MPC folks say: "We need accurate models and state estimation! How else can we plan optimal trajectories?"

RL folks say: "Just throw a neural network at it. End-to-end learning handles everything. Magic!"

Both are right. Both are wrong.

MPC gives you interpretable, predictable behavior - but it chokes when your state estimate is bad.
RL learns robust policies - but reactive policies can't plan ahead.

PIP-Loco says: why not both? Train an RL policy that also learns to imagine the future. That's the core idea.

The Setup: Lying to the Actor

Here's the trick that makes this work: asymmetric actor-critic.

During training, I have access to everything - true velocity, friction coefficients, terrain heights, external forces. It's a simulator, after all.

But the robot won't have any of that in the real world.

So:

The Actor (the policy that actually runs on the robot) only sees what a real robot would see: joint positions, joint velocities, IMU data, and commanded velocities. That's a 45-dimensional vector - I will call these the blind observations.
The Critic (the value function, only used during training) gets a 250-dimensional privileged state vector, filled with all the simulator data - I will call these the privileged observations.

The critic basically has the answer key. It knows the true velocity, the friction, the terrain heights, everything. This makes value estimation way more accurate, which speeds up learning — but the actor never sees any of it.

Actor input (45 dims):

What	Dims
Angular velocity (gyro)	3
Gravity direction	3
Velocity commands	3
Joint positions	12
Joint velocities	12
Last actions	12

The actor gets velocity estimates from a learned estimator and dreams from a world model - these two models constitute what is called the internal model.

The Velocity Problem

Okay, so the actor needs to track velocity commands. But how does it know how fast it is going?

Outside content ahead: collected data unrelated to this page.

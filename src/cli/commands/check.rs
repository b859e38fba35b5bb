//! Check command handler
//!
//! Reads the allowlist file, runs the scanner and validator, and renders
//! the report to stdout in human or JSON form. All report lines go to
//! stdout; tracing diagnostics go to stderr.

use std::path::Path;

use serde::Serialize;
use serde_json::json;

use crate::allowlist::{Scanner, ValidationFailure, ValidationResult, validate};
use crate::cli::args::{Cli, OutputFormat};
use crate::error::{AllowlintError, ExitCode, Result};

/// Validate the allowlist file and report the result.
///
/// Returns the process exit code: 0 on pass, 1 on any failure including
/// a missing or unreadable input file.
#[must_use]
pub fn run(args: &Cli) -> i32 {
    tracing::info!(file = %args.path.display(), "validating allowlist");

    let contents = match load(&args.path) {
        Ok(contents) => contents,
        Err(err) => {
            report_error(args.format, &args.path, &err);
            return ExitCode::FAILURE;
        }
    };

    let outcome = Scanner::new().scan(&contents);
    tracing::debug!(
        entries = outcome.entries.len(),
        duplicates = outcome.duplicates.len(),
        "scan complete"
    );

    let result = validate(&outcome);
    report(args.format, &args.path, &result);

    if result.is_valid() {
        tracing::info!(file = %args.path.display(), "allowlist valid");
        ExitCode::SUCCESS
    } else {
        ExitCode::FAILURE
    }
}

/// Reads the allowlist file into memory.
///
/// # Errors
///
/// Returns [`AllowlintError::NotFound`] if the file does not exist, or an
/// I/O error if it exists but cannot be read.
fn load(path: &Path) -> Result<String> {
    if !path.exists() {
        return Err(AllowlintError::NotFound {
            path: path.to_path_buf(),
        });
    }
    Ok(std::fs::read_to_string(path)?)
}

// ============================================================================
// Report rendering
// ============================================================================

/// JSON report for a completed validation run.
#[derive(Serialize)]
struct JsonReport<'a> {
    status: &'static str,
    path: String,
    #[serde(flatten)]
    failure: Option<&'a ValidationFailure>,
}

/// Renders a validation result to stdout.
fn report(format: OutputFormat, path: &Path, result: &ValidationResult) {
    match format {
        OutputFormat::Human => report_human(path, result),
        OutputFormat::Json => {
            let report = JsonReport {
                status: if result.is_valid() { "pass" } else { "fail" },
                path: path.display().to_string(),
                failure: match result {
                    ValidationResult::Pass => None,
                    ValidationResult::Fail(failure) => Some(failure),
                },
            };
            // Serialization of a string/vec-only struct cannot fail.
            println!("{}", serde_json::to_string(&report).unwrap_or_default());
        }
    }
}

/// Human-readable report, one header line plus one bullet per offending key.
fn report_human(path: &Path, result: &ValidationResult) {
    match result {
        ValidationResult::Pass => println!("{} validation passed", path.display()),
        ValidationResult::Fail(ValidationFailure::SectionMissingOrEmpty) => {
            println!("Error: ExtensionAllowlist section not found or empty");
        }
        ValidationResult::Fail(ValidationFailure::DuplicateKeys(keys)) => {
            println!("Error: Duplicate keys found in ExtensionAllowlist:");
            for key in keys {
                println!("  - {key}");
            }
        }
        ValidationResult::Fail(ValidationFailure::PrefixConflicts(conflicts)) => {
            println!("Error: Keys with dots conflict with existing top-level keys:");
            for conflict in conflicts {
                println!("  - {conflict}");
            }
        }
    }
}

/// Renders a file-level error to stdout.
fn report_error(format: OutputFormat, path: &Path, err: &AllowlintError) {
    tracing::debug!(%err, "failed to read allowlist");
    match format {
        OutputFormat::Human => println!("Error: {err}"),
        OutputFormat::Json => {
            let reason = match err {
                AllowlintError::NotFound { .. } => "not_found",
                AllowlintError::Io(_) => "io_error",
            };
            let report = json!({
                "status": "fail",
                "path": path.display().to_string(),
                "reason": reason,
                "message": err.to_string(),
            });
            println!("{report}");
        }
    }
}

Option 1: Leg odometry. Count how fast the legs are moving, assume the feet aren't slipping, integrate. Works great on carpet. Falls apart on tile, ice, or any surface where feet actually slip.

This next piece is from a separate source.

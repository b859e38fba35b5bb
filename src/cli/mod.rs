//! CLI argument parsing and command handlers.

pub mod args;
pub mod commands;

Option 2: Learn the patterns.

I trained a Temporal Convolutional Network (TCN) to predict body velocity from the last 50 timesteps of observations. No kinematic assumptions. No slip models. Just: "here's what the robot's joint encoders and IMU returned for the last one second, what linear body velocity does that correspond to?"

$$ \hat{v} = f_{\text{TCN}}(o_{t-50:t}) $$

The architecture is pretty standard:

3 conv layers (kernel size 3)
Channels: 45 → 128 → 64 → 32
BatchNorm after each conv (this is important—more below)
MLP head: flatten → 128 → 3

Why BatchNorm? When the robot gets pushed or hits a weird terrain patch, the observation distribution shifts hard. BatchNorm keeps the intermediate activations normalized, so the network doesn't forget how to estimate the velocity accurately

Training is just MSE against the simulator's ground-truth velocity. Simple and effective.

The 'No Latent Model' Dreamer: Imagining the Future

Here's where it gets interesting.

Reactive policies respond to the current state. But locomotion benefits from anticipation. If the policy can "imagine" the consequences of its actions several steps ahead, it can preemptively adjust gait to maintain stability.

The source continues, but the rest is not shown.